··· Records supplied

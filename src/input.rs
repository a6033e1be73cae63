//! Raw request parsing.
//!
//! Parsing never fails: malformed input is returned as a document carrying
//! an `error$` descriptor, which the gateway rejects as an invalid request.

use serde::{Deserialize, Serialize};
use serde_json::{Map, Value, json};

/// Field holding the parse-failure descriptor.
pub const PARSE_ERROR_FIELD: &str = "error$";

/// Why a raw request could not be parsed.
#[derive(Debug, Clone, PartialEq, Eq, Serialize, Deserialize)]
pub struct ParseFailure {
    /// Parser message
    pub error: String,
    /// The raw input, lossily decoded
    pub input: String,
}

/// Parse raw request bytes or text into a JSON document.
///
/// Blank input yields an empty object.
#[must_use]
pub fn parse_raw_input(raw: impl AsRef<[u8]>) -> Value {
    let raw = raw.as_ref();
    if raw.iter().all(u8::is_ascii_whitespace) {
        return Value::Object(Map::new());
    }
    match serde_json::from_slice(raw) {
        Ok(value) => value,
        Err(e) => {
            tracing::debug!(error = %e, "Malformed request input");
            json!({
                PARSE_ERROR_FIELD: ParseFailure {
                    error: e.to_string(),
                    input: String::from_utf8_lossy(raw).into_owned(),
                }
            })
        }
    }
}

/// The parse-failure descriptor of `value`, if it is one.
#[must_use]
pub fn parse_failure(value: &Value) -> Option<ParseFailure> {
    let object = value.as_object()?;
    if object.len() != 1 {
        return None;
    }
    serde_json::from_value(object.get(PARSE_ERROR_FIELD)?.clone()).ok()
}
//! msg-gateway - message gateway tooling
//!
//! Validates gateway configuration, checks messages against the allow-list
//! and shows how raw input is parsed.

use std::io::Read;
use std::path::PathBuf;
use std::process::ExitCode;

use clap::Parser;
use tracing::{debug, info};

use msg_gateway::{
    allow::AllowRegistry,
    cli::{Cli, Command},
    config::GatewayConfig,
    input::{parse_failure, parse_raw_input},
    pattern::PatternKey,
    setup_tracing,
};

fn main() -> ExitCode {
    let cli = Cli::parse();

    if let Err(e) = setup_tracing(&cli.log_level, cli.log_format.as_deref()) {
        eprintln!("Failed to setup tracing: {e}");
        return ExitCode::FAILURE;
    }

    let Cli {
        config, command, ..
    } = cli;
    match command {
        Command::Validate => run_validate(config),
        Command::Check {
            message,
            definition,
        } => run_check(config, &message, definition.as_deref()),
        Command::Parse { file } => run_parse(file),
    }
}

fn load_allow(config: Option<PathBuf>) -> Result<Option<AllowRegistry>, String> {
    let config = GatewayConfig::load(config.as_deref()).map_err(|e| e.to_string())?;
    config
        .allow
        .as_ref()
        .map(AllowRegistry::from_config)
        .transpose()
        .map_err(|e| e.to_string())
}

/// Load the configuration and build the allow-list
fn run_validate(config: Option<PathBuf>) -> ExitCode {
    match load_allow(config) {
        Ok(Some(allow)) => {
            println!("✅ Configuration valid: {} allow rule(s)", allow.len());
            for shape in allow.shapes() {
                println!("   {shape}");
            }
            ExitCode::SUCCESS
        }
        Ok(None) => {
            println!("✅ Configuration valid: no allow-list, all messages allowed");
            ExitCode::SUCCESS
        }
        Err(e) => {
            eprintln!("❌ {e}");
            ExitCode::FAILURE
        }
    }
}

/// Check one message against the allow-list
fn run_check(config: Option<PathBuf>, message: &str, definition: Option<&str>) -> ExitCode {
    let allow = match load_allow(config) {
        Ok(Some(allow)) => allow,
        Ok(None) => {
            println!("✅ allowed (no allow-list configured)");
            return ExitCode::SUCCESS;
        }
        Err(e) => {
            eprintln!("❌ {e}");
            return ExitCode::FAILURE;
        }
    };

    let document = parse_raw_input(message);
    let Some(object) = document.as_object().filter(|_| parse_failure(&document).is_none()) else {
        eprintln!("❌ Message must be a JSON object");
        return ExitCode::FAILURE;
    };
    let fields = PatternKey::from_message(object);

    let shape = match definition.map(PatternKey::parse).transpose() {
        Ok(shape) => shape.unwrap_or_else(|| fields.clone()),
        Err(e) => {
            eprintln!("❌ {e}");
            return ExitCode::FAILURE;
        }
    };
    debug!(shape = %shape, fields = %fields, "Checking message");

    let decision = allow.check(&shape, &fields);
    match serde_json::to_string_pretty(&decision) {
        Ok(json) => println!("{json}"),
        Err(e) => {
            eprintln!("❌ Failed to serialize decision: {e}");
            return ExitCode::FAILURE;
        }
    }
    if decision.allowed {
        ExitCode::SUCCESS
    } else {
        ExitCode::FAILURE
    }
}

/// Parse raw input from a file or stdin
fn run_parse(file: Option<PathBuf>) -> ExitCode {
    let raw = match &file {
        Some(path) => std::fs::read(path),
        None => {
            let mut buf = Vec::new();
            std::io::stdin().read_to_end(&mut buf).map(|_| buf)
        }
    };
    let raw = match raw {
        Ok(raw) => raw,
        Err(e) => {
            eprintln!("❌ Failed to read input: {e}");
            return ExitCode::FAILURE;
        }
    };
    info!(bytes = raw.len(), "Parsing input");

    let document = parse_raw_input(&raw);
    match serde_json::to_string_pretty(&document) {
        Ok(json) => println!("{json}"),
        Err(e) => {
            eprintln!("❌ Failed to serialize document: {e}");
            return ExitCode::FAILURE;
        }
    }
    if parse_failure(&document).is_some() {
        ExitCode::FAILURE
    } else {
        ExitCode::SUCCESS
    }
}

······

* **Problem statement**:
Looking at the material above, please state how many lines include the string "descriptor", and give only that number.

* **Output of the exercise**:
3